1. Resistance Development: Over time, tumors can develop resistance to erlotinib, often due to secondary mutations in the EGFR gene, such as the T790M mutation.
2. Side Effect Profile: Erlotinib is known for its side effects, which can include rash, diarrhea, and nail changes. These can be managed but may affect the quality of life for some patients.
3. Intrinsic Activity: Compared to newer generation EGFR inhibitors like osimertinib, erlotinib may have less intrinsic activity against certain resistance mutations, limiting its effectiveness in these cases.
4. Pharmacokinetics: Erlotinib has a pharmacokinetic profile that may require careful dosing and monitoring, particularly in patients with liver impairment or those taking medications that interact with erlotinib’s metabolism.
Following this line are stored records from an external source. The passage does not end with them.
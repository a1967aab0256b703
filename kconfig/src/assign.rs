//! User values and cache invalidation.

use crate::{
    Kconfig,
    expr::{ChoiceId, Item, SymbolId},
    symbol::UserValue,
    tristate::{SymbolType, Tristate},
    util::parse_int,
};

impl Kconfig {
    /// Assigns a user value. `n`/`m`/`y` for bool and tristate symbols,
    /// any string for string symbols, a decimal or hex number for int and
    /// hex symbols.
    ///
    /// Returns `false`, with a warning, when the value is invalid for the
    /// type. A valid value is stored even if visibility or selects keep it
    /// from taking effect; it applies once they allow it.
    ///
    /// Setting a choice member to `y` makes it the choice's user selection.
    pub fn set_value(&mut self, sym: SymbolId, value: &str) -> bool {
        let s = &self.syms[sym.0];
        let orig_type = s.orig_type;
        let tri = Tristate::from_str_exact(value).filter(|_| orig_type.is_bool_or_tristate());
        let new = match tri {
            Some(t) => UserValue::Tri(t),
            None => UserValue::Str(value.to_string()),
        };

        // Choice members always go through, a y may change the selection
        if s.user_value.as_ref() == Some(&new) && s.choice.is_none() {
            self.syms[sym.0].was_set = true;
            return true;
        }

        let valid = match (orig_type, tri) {
            (SymbolType::Bool, Some(t)) => t != Tristate::M,
            (SymbolType::Tristate, Some(_)) => true,
            (SymbolType::String, _) => true,
            (SymbolType::Int, _) => parse_int(value, 10).is_some(),
            (SymbolType::Hex, _) => parse_int(value, 16).is_some_and(|v| v >= 0),
            _ => false,
        };
        if !valid {
            let shown = match tri {
                Some(t) => t.to_string(),
                None => format!("'{value}'"),
            };
            self.warn_msg(format!(
                "the value {shown} is invalid for {}, which has type {orig_type} -- assignment \
                 ignored",
                self.name_and_loc(Item::Sym(sym))
            ));
            return false;
        }

        let s = &mut self.syms[sym.0];
        s.user_value = Some(new);
        s.was_set = true;

        match (s.choice, tri) {
            (Some(choice), Some(Tristate::Y)) => {
                let c = &mut self.choices[choice.0];
                c.user_selection = Some(sym);
                c.was_set = true;
                self.rec_invalidate(Item::Choice(choice));
            }
            _ => self.rec_invalidate_if_has_prompt(sym),
        }
        true
    }

    /// Removes the user value, returning the symbol to its defaults.
    pub fn unset_value(&mut self, sym: SymbolId) {
        if self.syms[sym.0].user_value.take().is_some() {
            self.rec_invalidate_if_has_prompt(sym);
        }
    }

    /// Assigns the choice mode: `y` or `n` (optional choices only) for bool
    /// choices, also `m` for tristate ones.
    pub fn set_choice_value(&mut self, choice: ChoiceId, value: &str) -> bool {
        let c = &self.choices[choice.0];
        let tri = Tristate::from_str_exact(value);

        if tri.is_some() && tri == c.user_value {
            self.choices[choice.0].was_set = true;
            return true;
        }

        let valid = match (c.orig_type, tri) {
            (SymbolType::Bool, Some(t)) => t != Tristate::M,
            (SymbolType::Tristate, Some(_)) => true,
            _ => false,
        };
        let Some(tri) = tri.filter(|_| valid) else {
            let shown = match tri {
                Some(t) => t.to_string(),
                None => format!("'{value}'"),
            };
            self.warn_msg(format!(
                "the value {shown} is invalid for {}, which has type {} -- assignment ignored",
                self.name_and_loc(Item::Choice(choice)),
                c.orig_type
            ));
            return false;
        };

        let c = &mut self.choices[choice.0];
        c.user_value = Some(tri);
        c.was_set = true;
        self.rec_invalidate(Item::Choice(choice));
        true
    }

    /// Removes the user mode and the user selection.
    pub fn unset_choice_value(&mut self, choice: ChoiceId) {
        let c = &mut self.choices[choice.0];
        if c.user_value.is_some() || c.user_selection.is_some() {
            c.user_value = None;
            c.user_selection = None;
            self.rec_invalidate(Item::Choice(choice));
        }
    }

    /// Removes every user value, as if no `.config` had been loaded.
    pub fn unset_values(&mut self) {
        self.warn_assign_no_prompt = false;
        for sym in self.unique_defined_syms.clone() {
            self.unset_value(sym);
        }
        for choice in self.unique_choices.clone() {
            self.unset_choice_value(choice);
        }
        self.warn_assign_no_prompt = true;
    }

    fn rec_invalidate_if_has_prompt(&self, sym: SymbolId) {
        let s = &self.syms[sym.0];
        if s.nodes.iter().any(|n| self.nodes[n.0].prompt.is_some()) {
            self.rec_invalidate(Item::Sym(sym));
        } else if self.warn_assign_no_prompt {
            self.warn_msg(format!(
                "{} has no prompt, meaning user values have no effect on it",
                self.name_and_loc(Item::Sym(sym))
            ));
        }
    }

    /// Clears the cached values of `item` and of everything that depends on
    /// it. Dependents with nothing cached are skipped along with their own
    /// dependents, see [`crate::eval`].
    fn rec_invalidate(&self, item: Item) {
        if item == Item::Sym(self.modules) {
            self.invalidate_all();
            return;
        }

        let mut stack = vec![item];
        while let Some(item) = stack.pop() {
            self.clear_cache(item);
            for &dep in self.dependents(item) {
                let populated = match dep {
                    Item::Sym(s) => self.syms[s.0].cache.is_populated(),
                    Item::Choice(c) => self.choices[c.0].cache.is_populated(),
                };
                if populated {
                    stack.push(dep);
                }
            }
        }
    }

    fn clear_cache(&self, item: Item) {
        match item {
            Item::Sym(s) => self.syms[s.0].cache.clear(),
            Item::Choice(c) => self.choices[c.0].cache.clear(),
        }
    }

    /// Clears every cached value. Needed when `MODULES` changes, as it
    /// affects the type of every tristate item.
    pub(crate) fn invalidate_all(&self) {
        for &sym in &self.unique_defined_syms {
            self.syms[sym.0].cache.clear();
        }
        for &choice in &self.unique_choices {
            self.choices[choice.0].cache.clear();
        }
        // MODULES itself may be undefined
        self.syms[self.modules.0].cache.clear();
    }
}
5. Selectivity: While this medicine is selective for EGFR, it is less selective than some newer agents, which may target specific EGFR mutations with greater precision, potentially reducing off-target effects.

US market

Erlotinib has a relatively small market size in the US NSCLC treatment market, but it remains an important treatment option. The sales in the US for the full year of 2020 were approximately $113 million. According to IQVIA data, Erlotinib’s market share in the NSCLC treatment market was 0.9% of the total NSCLC treatment market sales for the full year of 2020. The manufacturers in the US are Roche and Astellas Pharma. In the joint development and sales, Roche and Astellas Pharma are responsible for different tasks. Roche is responsible for the production and sales worldwide, while Astellas Pharma is responsible for the production and sales in the United States and Canada.